Paixão pela ignorância
19/10/2017 - 19H41 - Por Clotilde Perez
A ignorância impõe a condição da alienação e sua manutenção revela, na verdade, a ânsia desesperada por não querermos saber de nós mesmos, do que nos move, dos nossos quereres e dos nossos desejos. Renunciamos a tudo para que não tenhamos que nos implicar conosco e com os outros. Jogar nas mãos do outro, deixar que alguém diga e faça por nós mesmos é um bálsamo, porque seguir nosso próprio desejo dá trabalho, dói e tem consequências. Saber quem somos e o que desejamos é coisa para fortes. Implica angústia, estratégia de superação e responsabilidade. Melhor não saber? Depende.
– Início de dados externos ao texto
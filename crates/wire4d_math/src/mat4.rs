//! Fixed-size matrices and the 4x4 transform constructors
//!
//! Row-vector convention throughout: a point is transformed as `p' = p · M`,
//! so translation sits in the bottom row and `A * B` applies `A` first.

use std::fmt;
use std::ops::Mul;

use serde::{Deserialize, Serialize};

use crate::{MathError, Matrix, Vec3, Vec4, VectorN};

/// Row-major `R × C` matrix with compile-time dimensions
#[derive(Clone, Copy, Debug, PartialEq)]
pub struct FixedMatrix<const R: usize, const C: usize> {
    pub m: [[f64; C]; R],
}

pub type Mat4 = FixedMatrix<4, 4>;
pub type Mat4x3 = FixedMatrix<4, 3>;
pub type Mat3 = FixedMatrix<3, 3>;
pub type Mat3x2 = FixedMatrix<3, 2>;
pub type Mat2 = FixedMatrix<2, 2>;
pub type Mat1x4 = FixedMatrix<1, 4>;
pub type Mat1x3 = FixedMatrix<1, 3>;
pub type Mat1x2 = FixedMatrix<1, 2>;

impl<const R: usize, const C: usize> Default for FixedMatrix<R, C> {
    fn default() -> Self {
        Self::zeros()
    }
}

impl<const R: usize, const C: usize> FixedMatrix<R, C> {
    #[inline]
    pub const fn new(m: [[f64; C]; R]) -> Self {
        Self { m }
    }

    #[inline]
    pub const fn zeros() -> Self {
        Self { m: [[0.0; C]; R] }
    }

    pub fn get(&self, row: usize, col: usize) -> Result<f64, MathError> {
        self.check(row, col)?;
        Ok(self.m[row][col])
    }

    pub fn set(&mut self, row: usize, col: usize, value: f64) -> Result<(), MathError> {
        self.check(row, col)?;
        self.m[row][col] = value;
        Ok(())
    }

    fn check(&self, row: usize, col: usize) -> Result<(), MathError> {
        if row >= R {
            return Err(MathError::index("matrix row", row, R - 1));
        }
        if col >= C {
            return Err(MathError::index("matrix column", col, C - 1));
        }
        Ok(())
    }

    pub fn replace_row(&mut self, row: usize, values: [f64; C]) -> Result<(), MathError> {
        if row >= R {
            return Err(MathError::index("matrix row", row, R - 1));
        }
        self.m[row] = values;
        Ok(())
    }

    pub fn transpose(&self) -> FixedMatrix<C, R> {
        let mut t = FixedMatrix::<C, R>::zeros();
        for r in 0..R {
            for c in 0..C {
                t.m[c][r] = self.m[r][c];
            }
        }
        t
    }

    pub fn zero_this(&mut self) {
        self.m = [[0.0; C]; R];
    }

    /// Copy into a runtime-sized matrix
    pub fn to_matrix(&self) -> Matrix {
        Matrix::from_raw(R, C, self.m.iter().flatten().copied().collect())
    }
}

impl<const N: usize> FixedMatrix<N, N> {
    pub fn identity() -> Self {
        let mut m = Self::zeros();
        m.identity_this();
        m
    }

    pub fn identity_this(&mut self) {
        self.zero_this();
        for i in 0..N {
            self.m[i][i] = 1.0;
        }
    }

    pub fn transpose_in_place(&mut self) {
        for r in 0..N {
            for c in (r + 1)..N {
                let tmp = self.m[r][c];
                self.m[r][c] = self.m[c][r];
                self.m[c][r] = tmp;
            }
        }
    }

    /// Row vector times matrix; the vector must have `N` components
    pub fn mul_vector<V: VectorN>(&self, v: &V) -> Result<V, MathError> {
        if V::DIM != N {
            return Err(MathError::InvalidArgument(format!(
                "expected a {}-component vector for a {n}x{n} matrix",
                N,
                n = N
            )));
        }
        let mut out = [0.0; 4];
        for (i, slot) in out.iter_mut().enumerate().take(N) {
            *slot = (0..N).map(|j| v.component(j) * self.m[j][i]).sum();
        }
        Ok(V::from_slice(&out[..N]))
    }
}

impl<const R: usize, const C: usize> TryFrom<&Matrix> for FixedMatrix<R, C> {
    type Error = MathError;

    fn try_from(src: &Matrix) -> Result<Self, MathError> {
        if src.rows() != R || src.cols() != C {
            return Err(MathError::DimensionMismatch {
                expected: format!("{}x{}", R, C),
                found: format!("{}x{}", src.rows(), src.cols()),
            });
        }
        let mut out = Self::zeros();
        for (r, row) in out.m.iter_mut().enumerate() {
            row.copy_from_slice(src.row(r)?);
        }
        Ok(out)
    }
}

impl<const R: usize, const C: usize> From<FixedMatrix<R, C>> for Matrix {
    fn from(m: FixedMatrix<R, C>) -> Self {
        m.to_matrix()
    }
}

impl<const R: usize, const K: usize, const C: usize> Mul<FixedMatrix<K, C>> for FixedMatrix<R, K> {
    type Output = FixedMatrix<R, C>;

    fn mul(self, rhs: FixedMatrix<K, C>) -> FixedMatrix<R, C> {
        let mut out = FixedMatrix::<R, C>::zeros();
        for r in 0..R {
            for c in 0..C {
                out.m[r][c] = (0..K).map(|k| self.m[r][k] * rhs.m[k][c]).sum();
            }
        }
        out
    }
}

impl<const R: usize, const C: usize> fmt::Display for FixedMatrix<R, C> {
    fn fmt(&self, f: &mut fmt::Formatter<'_>) -> fmt::Result {
        for row in &self.m {
            let cells: Vec<String> = row.iter().map(|v| format!("{:.4}", v)).collect();
            writeln!(f, "[{}]", cells.join(", "))?;
        }
        Ok(())
    }
}

/// Axis order for composing Euler rotations
#[derive(Clone, Copy, Debug, Default, PartialEq, Eq, Hash, Serialize, Deserialize)]
#[serde(rename_all = "UPPERCASE")]
pub enum RotationOrder {
    #[default]
    Xyz,
    Yxz,
    Xzy,
    Yzx,
    Zyx,
    Zxy,
}

impl RotationOrder {
    pub const ALL: [RotationOrder; 6] = [
        RotationOrder::Xyz,
        RotationOrder::Yxz,
        RotationOrder::Xzy,
        RotationOrder::Yzx,
        RotationOrder::Zyx,
        RotationOrder::Zxy,
    ];

    /// Axis indices (0 = X, 1 = Y, 2 = Z) in application order
    pub fn axes(self) -> [usize; 3] {
        match self {
            RotationOrder::Xyz => [0, 1, 2],
            RotationOrder::Yxz => [1, 0, 2],
            RotationOrder::Xzy => [0, 2, 1],
            RotationOrder::Yzx => [1, 2, 0],
            RotationOrder::Zyx => [2, 1, 0],
            RotationOrder::Zxy => [2, 0, 1],
        }
    }
}

impl fmt::Display for RotationOrder {
    fn fmt(&self, f: &mut fmt::Formatter<'_>) -> fmt::Result {
        let s = match self {
            RotationOrder::Xyz => "XYZ",
            RotationOrder::Yxz => "YXZ",
            RotationOrder::Xzy => "XZY",
            RotationOrder::Yzx => "YZX",
            RotationOrder::Zyx => "ZYX",
            RotationOrder::Zxy => "ZXY",
        };
        f.write_str(s)
    }
}

impl std::str::FromStr for RotationOrder {
    type Err = MathError;

    fn from_str(s: &str) -> Result<Self, MathError> {
        RotationOrder::ALL
            .into_iter()
            .find(|o| o.to_string().eq_ignore_ascii_case(s))
            .ok_or_else(|| MathError::InvalidArgument(format!("unknown rotation order '{}'", s)))
    }
}

impl Mat4 {
    pub const IDENTITY: Mat4 = FixedMatrix::new([
        [1.0, 0.0, 0.0, 0.0],
        [0.0, 1.0, 0.0, 0.0],
        [0.0, 0.0, 1.0, 0.0],
        [0.0, 0.0, 0.0, 1.0],
    ]);

    /// Rotation about the X axis
    pub fn rotation_x(angle: f64) -> Mat4 {
        let (s, c) = angle.sin_cos();
        FixedMatrix::new([
            [1.0, 0.0, 0.0, 0.0],
            [0.0, c, s, 0.0],
            [0.0, -s, c, 0.0],
            [0.0, 0.0, 0.0, 1.0],
        ])
    }

    /// Rotation about the Y axis
    pub fn rotation_y(angle: f64) -> Mat4 {
        let (s, c) = angle.sin_cos();
        FixedMatrix::new([
            [c, 0.0, -s, 0.0],
            [0.0, 1.0, 0.0, 0.0],
            [s, 0.0, c, 0.0],
            [0.0, 0.0, 0.0, 1.0],
        ])
    }

    /// Rotation about the Z axis
    pub fn rotation_z(angle: f64) -> Mat4 {
        let (s, c) = angle.sin_cos();
        FixedMatrix::new([
            [c, s, 0.0, 0.0],
            [-s, c, 0.0, 0.0],
            [0.0, 0.0, 1.0, 0.0],
            [0.0, 0.0, 0.0, 1.0],
        ])
    }

    /// Rotation about a single axis by index (0 = X, 1 = Y, 2 = Z)
    fn rotation_axis(axis: usize, angle: f64) -> Mat4 {
        match axis {
            0 => Mat4::rotation_x(angle),
            1 => Mat4::rotation_y(angle),
            _ => Mat4::rotation_z(angle),
        }
    }

    /// Euler rotation: per-axis rotations by `angles.{x,y,z}` composed in
    /// `order`. Zero angles contribute nothing and are skipped.
    pub fn rotation(angles: Vec3, order: RotationOrder) -> Mat4 {
        let per_axis = [angles.x, angles.y, angles.z];
        let mut m = Mat4::IDENTITY;
        for axis in order.axes() {
            let angle = per_axis[axis];
            if angle != 0.0 {
                m = m * Mat4::rotation_axis(axis, angle);
            }
        }
        m
    }

    /// Translation by `offset` (bottom row)
    pub fn translation(offset: Vec3) -> Mat4 {
        let mut m = Mat4::IDENTITY;
        m.m[3] = [offset.x, offset.y, offset.z, 1.0];
        m
    }

    /// Non-uniform scale
    pub fn scale(factors: Vec3) -> Mat4 {
        FixedMatrix::new([
            [factors.x, 0.0, 0.0, 0.0],
            [0.0, factors.y, 0.0, 0.0],
            [0.0, 0.0, factors.z, 0.0],
            [0.0, 0.0, 0.0, 1.0],
        ])
    }

    /// Transform a homogeneous vector (all four components participate)
    #[inline]
    pub fn transform(&self, v: Vec4) -> Vec4 {
        let m = &self.m;
        Vec4::new(
            v.x * m[0][0] + v.y * m[1][0] + v.z * m[2][0] + v.w * m[3][0],
            v.x * m[0][1] + v.y * m[1][1] + v.z * m[2][1] + v.w * m[3][1],
            v.x * m[0][2] + v.y * m[1][2] + v.z * m[2][2] + v.w * m[3][2],
            v.x * m[0][3] + v.y * m[1][3] + v.z * m[2][3] + v.w * m[3][3],
        )
    }
}

impl Mul<Mat4> for Vec4 {
    type Output = Vec4;

    #[inline]
    fn mul(self, m: Mat4) -> Vec4 {
        m.transform(self)
    }
}

#[cfg(test)]
mod tests {
    use super::*;
    use std::f64::consts::FRAC_PI_2;

    const EPSILON: f64 = 1e-9;

    fn approx_eq(a: f64, b: f64) -> bool {
        (a - b).abs() < EPSILON
    }

    fn vec_approx_eq(a: Vec4, b: Vec4) -> bool {
        approx_eq(a.x, b.x) && approx_eq(a.y, b.y) && approx_eq(a.z, b.z) && approx_eq(a.w, b.w)
    }

    fn mat_approx_eq<const R: usize, const C: usize>(
        a: &FixedMatrix<R, C>,
        b: &FixedMatrix<R, C>,
    ) -> bool {
        a.m.iter().flatten().zip(b.m.iter().flatten()).all(|(x, y)| approx_eq(*x, *y))
    }

    #[test]
    fn test_identity() {
        assert_eq!(Mat4::identity(), Mat4::IDENTITY);
        let v = Vec4::new(1.0, 2.0, 3.0, 4.0);
        assert_eq!(v * Mat4::IDENTITY, v);
    }

    #[test]
    fn test_rotation_z_quarter_turn() {
        // Row-vector convention: +x goes to +y
        let v = Vec4::point(1.0, 0.0, 0.0) * Mat4::rotation_z(FRAC_PI_2);
        assert!(vec_approx_eq(v, Vec4::point(0.0, 1.0, 0.0)));
    }

    #[test]
    fn test_rotation_x_quarter_turn() {
        let v = Vec4::point(0.0, 1.0, 0.0) * Mat4::rotation_x(FRAC_PI_2);
        assert!(vec_approx_eq(v, Vec4::point(0.0, 0.0, 1.0)));
    }

    #[test]
    fn test_rotation_y_quarter_turn() {
        let v = Vec4::point(0.0, 0.0, 1.0) * Mat4::rotation_y(FRAC_PI_2);
        assert!(vec_approx_eq(v, Vec4::point(1.0, 0.0, 0.0)));
    }

    #[test]
    fn test_rotation_matches_explicit_composition() {
        let angles = Vec3::new(0.3, -1.1, 2.4);
        for order in RotationOrder::ALL {
            let mut expected = Mat4::IDENTITY;
            for axis in order.axes() {
                let m = match axis {
                    0 => Mat4::rotation_x(angles.x),
                    1 => Mat4::rotation_y(angles.y),
                    _ => Mat4::rotation_z(angles.z),
                };
                expected = expected * m;
            }
            let direct = Mat4::rotation(angles, order);
            assert!(mat_approx_eq(&direct, &expected), "order {}", order);
        }
    }

    #[test]
    fn test_rotation_skips_zero_angles() {
        let m = Mat4::rotation(Vec3::new(0.0, 0.7, 0.0), RotationOrder::Zxy);
        assert!(mat_approx_eq(&m, &Mat4::rotation_y(0.7)));
    }

    #[test]
    fn test_translation_moves_points_not_directions() {
        let t = Mat4::translation(Vec3::new(1.0, 2.0, 3.0));
        assert_eq!(Vec4::point(0.0, 0.0, 0.0) * t, Vec4::point(1.0, 2.0, 3.0));
        assert_eq!(Vec4::direction(1.0, 0.0, 0.0) * t, Vec4::direction(1.0, 0.0, 0.0));
    }

    #[test]
    fn test_scale() {
        let v = Vec4::point(1.0, 1.0, 1.0) * Mat4::scale(Vec3::new(2.0, 3.0, 4.0));
        assert_eq!(v, Vec4::point(2.0, 3.0, 4.0));
    }

    #[test]
    fn test_mul_composition_order() {
        // Scale first, then translate
        let m = Mat4::scale(Vec3::new(2.0, 2.0, 2.0)) * Mat4::translation(Vec3::new(1.0, 0.0, 0.0));
        assert_eq!(Vec4::point(1.0, 1.0, 1.0) * m, Vec4::point(3.0, 2.0, 2.0));
    }

    #[test]
    fn test_mul_associative() {
        let a = Mat4::rotation_x(0.4) * Mat4::translation(Vec3::new(1.0, -2.0, 0.5));
        let b = Mat4::scale(Vec3::new(1.5, 0.5, 2.0));
        let c = Mat4::rotation_z(-1.2);
        assert!(mat_approx_eq(&((a * b) * c), &(a * (b * c))));
    }

    #[test]
    fn test_non_square_multiply() {
        let a = Mat1x3::new([[1.0, 2.0, 3.0]]);
        let b = Mat3x2::new([[1.0, 0.0], [0.0, 1.0], [1.0, 1.0]]);
        let c: Mat1x2 = a * b;
        assert_eq!(c.m, [[4.0, 5.0]]);
    }

    #[test]
    fn test_transpose() {
        let a = Mat4x3::new([[1.0, 2.0, 3.0], [4.0, 5.0, 6.0], [7.0, 8.0, 9.0], [10.0, 11.0, 12.0]]);
        let t = a.transpose();
        assert_eq!(t.m[2], [3.0, 6.0, 9.0, 12.0]);
        let mut r = Mat3::new([[1.0, 2.0, 3.0], [4.0, 5.0, 6.0], [7.0, 8.0, 9.0]]);
        r.transpose_in_place();
        assert_eq!(r.m[0], [1.0, 4.0, 7.0]);
    }

    #[test]
    fn test_generic_conversion() {
        let m = Mat4::rotation_y(0.5);
        let g: Matrix = m.into();
        let back = Mat4::try_from(&g).unwrap();
        assert_eq!(back, m);

        let small = Matrix::identity(3).unwrap();
        assert!(matches!(Mat4::try_from(&small), Err(MathError::DimensionMismatch { .. })));
    }

    #[test]
    fn test_fixed_mul_vector() {
        let m = Mat2::new([[0.0, 1.0], [1.0, 0.0]]);
        assert_eq!(m.mul_vector(&crate::Vec2::new(1.0, 2.0)).unwrap(), crate::Vec2::new(2.0, 1.0));
        assert!(m.mul_vector(&Vec3::new(1.0, 2.0, 3.0)).is_err());
    }

    #[test]
    fn test_get_set_bounds() {
        let mut m = Mat3::identity();
        m.set(2, 1, 4.0).unwrap();
        assert_eq!(m.get(2, 1).unwrap(), 4.0);
        assert!(m.get(3, 0).is_err());
    }

    #[test]
    fn test_rotation_order_parse() {
        assert_eq!("zyx".parse::<RotationOrder>().unwrap(), RotationOrder::Zyx);
        assert!("XYX".parse::<RotationOrder>().is_err());
    }
}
O pensamento contemporâneo é um convite cotidiano à renúncia do pensar, ao não saber, à ignorância, ao obscurantismo... Até porque se pauta no prazer imediato, irrestrito, profundo e “eterno”. Saber impõe o confrontamento com as diferenças, incoerências e contrastes acerca do que somos e do que queremos. Nesse sentido, parece melhor sermos ignorantes; como nas palavras do amigo, psicanalista e inspirador destas reflexões Claudio Montoto sobre a súplica matinal e bem-humorada dos dias de hoje: “Deus me converta em um protozoário para eu não ter de pensar!”.
No entanto, o não saber nos impõe uma condição de existência vaga, errante, flutuante, não no sentido da leveza, que seria ótimo, mas na incapacidade de deixarmos marcas, rastros do nosso percurso, dos nossos afetos e projetos. A paixão pela ignorância fere e aniquila o sentido da vida, que sempre e antes de tudo é o conhecimento: de si mesmo, do que nos cerca e, principalmente, do outro, daquele a quem podemos chamar “semelhante”. Eu quero mais é saber, viva a lucidez!